The Mayor of London will use funds from a £1.67bn pot he secured from the government in its spring statement, to increase the number of affordable homes for rent in the capital. In future, London councils will be able to bid for grant funding at a special rate, allowing them to offer new homes based on social rent levels more easily.
Better social housing access for domestic abuse victims
The government has launched a consultation on new guidance for councils on how to help victims of domestic abuse access social housing. Under the guidance, local authorities would be told to prioritise domestic abuse victims in refuges for social housing. It also stresses that victims who have fled to other parts of the country to escape abuse should not be disadvantaged by allocations systems, building on advice in the existing guidelines.
Housing Associations pledge to tackle domestic violence
The ‘Make a Stand’ pledge has been developed by CIH in partnership with Women’s Aid and the Domestic Abuse Housing Alliance (DAHA) – made up of Standing Together Against Domestic Violence, Peabody and Gentoo.

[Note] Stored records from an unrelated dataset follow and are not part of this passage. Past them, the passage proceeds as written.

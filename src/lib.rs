//! Control core of a USB macropad: 12 keys, two rotary encoders with push
//! buttons, and a 128×32 OLED.
//!
//! Everything here is hardware-independent and runs on the host under
//! `cargo test`. The embedded binary (`src/main.rs`, `embedded` feature)
//! supplies the producers, the USB transport and the panel driver, and
//! drives the two periodic loops:
//!
//! - [`hid::HidLayer::tick`] at 100 Hz, sending keypad and encoder reports
//! - [`ui::UiStateMachine::tick`] at 20 Hz, running menus and the display
//!
//! Both read the lock-free [`input::InputSnapshot`]. Profile configuration
//! from the host arrives through [`hid::on_report_received`].
//!
//! Usage: `cargo test` (host) or `cargo run --release --features embedded`.

#![cfg_attr(not(test), no_std)]

// Must come first so the logging macros are visible to every module.
#[macro_use]
mod fmt;

pub mod config;
pub mod debounce;
pub mod error;
pub mod hid;
pub mod input;
pub mod power;
pub mod profile;
pub mod quadrature;
pub mod throttle;
pub mod ui;

pub use error::Error;
pub use hid::{on_report_received, HidLayer, ProfileObserver, ReportSink};
pub use input::{InputSnapshot, InputState, InputUpdate};
pub use profile::Profile;
pub use ui::{Screen, UiStateMachine};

As part of the pledge, housing associations can make four commitments to support people who live and work in housing who are experiencing domestic abuse.
These four commitments are:
• To put in place and embed a policy to support residents who are experiencing domestic abuse
• To make information about national and local domestic abuse support services available on your website and in other places which are easily accessible to residents and staff
• To put in place a HR policy and procedure on domestic abuse, or to incorporate this into an existing policy, to support members of staff who are experiencing domestic abuse
• Appoint a champion in your organisation to own the activity you are doing to support people experiencing domestic abuse
To find out what you could do in the blocks you manage to raise awareness of this issue, go to DAHA at dahalliance.org.uk
Fire safety
Hackitt Review issues final report
Dame Judith Hackitt has been carrying out a review of the Building Regulations, with particular emphasis on the safety of residents in residential buildings (source: Inside Housing). In her final report, published in May, she concludes that the existing regulations and guidance are not always read and are often misunderstood and misinterpreted. The primary motivation of many in the industry is to do things as quickly and cheaply as possible, rather than to deliver quality homes. Where concerns are raised, whether by workers or residents, they are ignored.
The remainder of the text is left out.